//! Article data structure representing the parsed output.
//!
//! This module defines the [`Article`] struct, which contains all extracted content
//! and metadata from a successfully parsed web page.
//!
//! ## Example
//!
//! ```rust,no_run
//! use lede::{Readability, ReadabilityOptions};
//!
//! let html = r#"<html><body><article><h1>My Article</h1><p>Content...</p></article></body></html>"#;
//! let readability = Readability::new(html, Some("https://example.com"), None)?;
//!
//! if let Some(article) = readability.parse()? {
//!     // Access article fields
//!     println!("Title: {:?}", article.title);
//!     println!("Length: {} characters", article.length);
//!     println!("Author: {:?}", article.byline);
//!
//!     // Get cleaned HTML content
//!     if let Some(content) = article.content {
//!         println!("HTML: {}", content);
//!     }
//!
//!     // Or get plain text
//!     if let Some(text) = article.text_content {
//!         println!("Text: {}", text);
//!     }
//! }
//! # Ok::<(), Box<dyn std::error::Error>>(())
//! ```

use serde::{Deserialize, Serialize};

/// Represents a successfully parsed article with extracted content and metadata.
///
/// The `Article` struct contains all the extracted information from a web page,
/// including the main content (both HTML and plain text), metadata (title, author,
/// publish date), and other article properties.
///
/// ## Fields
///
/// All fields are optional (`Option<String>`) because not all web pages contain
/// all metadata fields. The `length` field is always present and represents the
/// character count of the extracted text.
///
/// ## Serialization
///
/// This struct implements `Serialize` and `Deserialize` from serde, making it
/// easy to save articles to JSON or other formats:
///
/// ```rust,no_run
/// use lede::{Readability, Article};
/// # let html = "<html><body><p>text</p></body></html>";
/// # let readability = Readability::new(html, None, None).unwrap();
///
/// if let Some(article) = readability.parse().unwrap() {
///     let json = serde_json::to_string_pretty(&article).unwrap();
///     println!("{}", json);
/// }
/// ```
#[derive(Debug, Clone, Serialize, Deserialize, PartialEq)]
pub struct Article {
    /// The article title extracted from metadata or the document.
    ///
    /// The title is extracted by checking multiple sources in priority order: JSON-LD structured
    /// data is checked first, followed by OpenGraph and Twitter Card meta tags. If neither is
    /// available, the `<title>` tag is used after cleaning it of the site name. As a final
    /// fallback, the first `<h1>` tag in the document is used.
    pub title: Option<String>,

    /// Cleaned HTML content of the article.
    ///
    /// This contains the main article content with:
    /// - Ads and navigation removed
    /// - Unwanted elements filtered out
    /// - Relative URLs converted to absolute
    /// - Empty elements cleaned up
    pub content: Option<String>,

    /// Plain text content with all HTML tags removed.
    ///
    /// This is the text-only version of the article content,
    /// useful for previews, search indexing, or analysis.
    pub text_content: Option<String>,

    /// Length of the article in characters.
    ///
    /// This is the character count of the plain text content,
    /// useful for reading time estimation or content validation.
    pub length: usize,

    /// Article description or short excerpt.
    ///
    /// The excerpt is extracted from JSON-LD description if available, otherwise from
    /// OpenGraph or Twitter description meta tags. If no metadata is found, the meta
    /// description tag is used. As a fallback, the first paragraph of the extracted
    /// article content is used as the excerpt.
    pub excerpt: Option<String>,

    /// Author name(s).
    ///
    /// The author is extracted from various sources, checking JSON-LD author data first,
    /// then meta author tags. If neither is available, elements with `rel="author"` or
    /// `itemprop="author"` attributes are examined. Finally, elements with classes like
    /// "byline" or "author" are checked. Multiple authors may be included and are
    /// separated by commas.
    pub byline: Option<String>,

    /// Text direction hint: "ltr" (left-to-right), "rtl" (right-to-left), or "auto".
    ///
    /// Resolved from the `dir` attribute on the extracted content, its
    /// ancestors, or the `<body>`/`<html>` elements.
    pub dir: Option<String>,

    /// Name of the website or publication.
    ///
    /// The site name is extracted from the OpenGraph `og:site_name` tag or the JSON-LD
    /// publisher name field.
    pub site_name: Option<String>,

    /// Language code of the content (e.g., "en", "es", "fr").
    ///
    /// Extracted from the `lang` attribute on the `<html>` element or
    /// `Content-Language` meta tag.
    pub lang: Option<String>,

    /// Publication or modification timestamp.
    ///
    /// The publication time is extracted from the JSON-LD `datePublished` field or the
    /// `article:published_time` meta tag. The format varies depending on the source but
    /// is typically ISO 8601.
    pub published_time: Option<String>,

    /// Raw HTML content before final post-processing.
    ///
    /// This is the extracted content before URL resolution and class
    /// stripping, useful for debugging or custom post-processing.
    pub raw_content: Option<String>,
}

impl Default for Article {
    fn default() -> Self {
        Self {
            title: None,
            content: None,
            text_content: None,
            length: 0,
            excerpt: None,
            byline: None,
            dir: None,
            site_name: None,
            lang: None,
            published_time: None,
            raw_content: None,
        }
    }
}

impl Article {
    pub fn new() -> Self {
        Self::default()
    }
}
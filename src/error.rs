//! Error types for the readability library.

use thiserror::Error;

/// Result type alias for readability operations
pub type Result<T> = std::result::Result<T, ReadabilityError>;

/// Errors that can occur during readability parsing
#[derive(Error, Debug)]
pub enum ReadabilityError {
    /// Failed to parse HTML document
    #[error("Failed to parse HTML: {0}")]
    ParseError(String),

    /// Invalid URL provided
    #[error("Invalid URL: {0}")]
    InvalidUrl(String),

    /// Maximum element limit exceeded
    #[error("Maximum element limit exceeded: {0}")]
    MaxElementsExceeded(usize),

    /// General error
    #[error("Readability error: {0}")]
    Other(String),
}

|---|

The answer must be an exact reproduction of all the records.

//! Article data structure representing the parsed output.
//!
//! This module defines the [`Article`] struct, which contains all extracted content
//! and metadata from a successfully parsed web page.
//!
//! ## Example
//!
//! ```rust,no_run
//! use lede::{Readability, ReadabilityOptions};
//!
//! let html = r#"<html><body><article><h1>My Article</h1><p>Content...</p></article></body></html>"#;
//! let readability = Readability::new(html, Some("https://example.com"), None)?;
//!
//! if let Some(article) = readability.parse()? {
//!     // Access article fields
//!     println!("Title: {:?}", article.title);
//!     println!("Length: {} characters", article.length);
//!     println!("Author: {:?}", article.byline);
//!
//!     // Get cleaned HTML content
//!     if let Some(content) = article.content {
//!         println!("HTML: {}", content);
//!     }
//!
//!     // Or get plain text
//!     if let Some(text) = article.text_content {
//!         println!("Text: {}", text);
//!     }
//! }
//! # Ok::<(), Box<dyn std::error::Error>>(())
//! ```

use serde::{Deserialize, Serialize};

/// Represents a successfully parsed article with extracted content and metadata.
///
/// The `Article` struct contains all the extracted information from a web page,
/// including the main content (both HTML and plain text), metadata (title, author,
/// publish date), and other article properties.
///
/// ## Fields
///
/// All fields are optional (`Option<String>`) because not all web pages contain
/// all metadata fields. The `length` field is always present and represents the
/// character count of the extracted text.
///
/// ## Serialization
///
/// This struct implements `Serialize` and `Deserialize` from serde, making it
/// easy to save articles to JSON or other formats:
///
/// ```rust,no_run
/// use lede::{Readability, Article};
/// # let html = "<html><body><p>text</p></body></html>";
/// # let readability = Readability::new(html, None, None).unwrap();
///
/// if let Some(article) = readability.parse().unwrap() {
///     let json = serde_json::to_string_pretty(&article).unwrap();
///     println!("{}", json);
/// }
/// ```
#[derive(Debug, Clone, Serialize, Deserialize, PartialEq)]
pub struct Article {
    /// The article title extracted from metadata or the document.
    ///
    /// The title is extracted by checking multiple sources in priority order: JSON-LD structured
    /// data is checked first, followed by OpenGraph and Twitter Card meta tags. If neither is
    /// available, the `<title>` tag is used after cleaning it of the site name. As a final
    /// fallback, the first `<h1>` tag in the document is used.
    pub title: Option<String>,

    /// Cleaned HTML content of the article.
    ///
    /// This contains the main article content with:
    /// - Ads and navigation removed
    /// - Unwanted elements filtered out
    /// - Relative URLs converted to absolute
    /// - Empty elements cleaned up
    pub content: Option<String>,

    /// Plain text content with all HTML tags removed.
    ///
    /// This is the text-only version of the article content,
    /// useful for previews, search indexing, or analysis.
    pub text_content: Option<String>,

    /// Length of the article in characters.
    ///
    /// This is the character count of the plain text content,
    /// useful for reading time estimation or content validation.
    pub length: usize,

    /// Article description or short excerpt.
    ///
    /// The excerpt is extracted from JSON-LD description if available, otherwise from
    /// OpenGraph or Twitter description meta tags. If no metadata is found, the meta
    /// description tag is used. As a fallback, the first paragraph of the extracted
    /// article content is used as the excerpt.
    pub excerpt: Option<String>,

    /// Author name(s).
    ///
    /// The author is extracted from various sources, checking JSON-LD author data first,
    /// then meta author tags. If neither is available, elements with `rel="author"` or
    /// `itemprop="author"` attributes are examined. Finally, elements with classes like
    /// "byline" or "author" are checked. Multiple authors may be included and are
    /// separated by commas.
    pub byline: Option<String>,

    /// Text direction hint: "ltr" (left-to-right), "rtl" (right-to-left), or "auto".
    ///
    /// Resolved from the `dir` attribute on the extracted content, its
    /// ancestors, or the `<body>`/`<html>` elements.
    pub dir: Option<String>,

    /// Name of the website or publication.
    ///
    /// The site name is extracted from the OpenGraph `og:site_name` tag or the JSON-LD
    /// publisher name field.
    pub site_name: Option<String>,

    /// Language code of the content (e.g., "en", "es", "fr").
    ///
    /// Extracted from the `lang` attribute on the `<html>` element or
    /// `Content-Language` meta tag.
    pub lang: Option<String>,

    /// Publication or modification timestamp.
    ///
    /// The publication time is extracted from the JSON-LD `datePublished` field or the
    /// `article:published_time` meta tag. The format varies depending on the source but
    /// is typically ISO 8601.
    pub published_time: Option<String>,

    /// Raw HTML content before final post-processing.
    ///
    /// This is the extracted content before URL resolution and class
    /// stripping, useful for debugging or custom post-processing.
    pub raw_content: Option<String>,
}

impl Default for Article {
    fn default() -> Self {
        Self {
            title: None,
            content: None,
            text_content: None,
            length: 0,
            excerpt: None,
            byline: None,
            dir: None,
            site_name: None,
            lang: None,
            published_time: None,
            raw_content: None,
        }
    }
}

impl Article {
    pub fn new() -> Self {
        Self::default()
    }
}
filename src/error.rs
//! Error types for the readability library.

use thiserror::Error;

/// Result type alias for readability operations
pub type Result<T> = std::result::Result<T, ReadabilityError>;

/// Errors that can occur during readability parsing
#[derive(Error, Debug)]
pub enum ReadabilityError {
    /// Failed to parse HTML document
    #[error("Failed to parse HTML: {0}")]
    ParseError(String),

    /// Invalid URL provided
    #[error("Invalid URL: {0}")]
    InvalidUrl(String),

    /// Maximum element limit exceeded
    #[error("Maximum element limit exceeded: {0}")]
    MaxElementsExceeded(usize),

    /// General error
    #[error("Readability error: {0}")]
    Other(String),
}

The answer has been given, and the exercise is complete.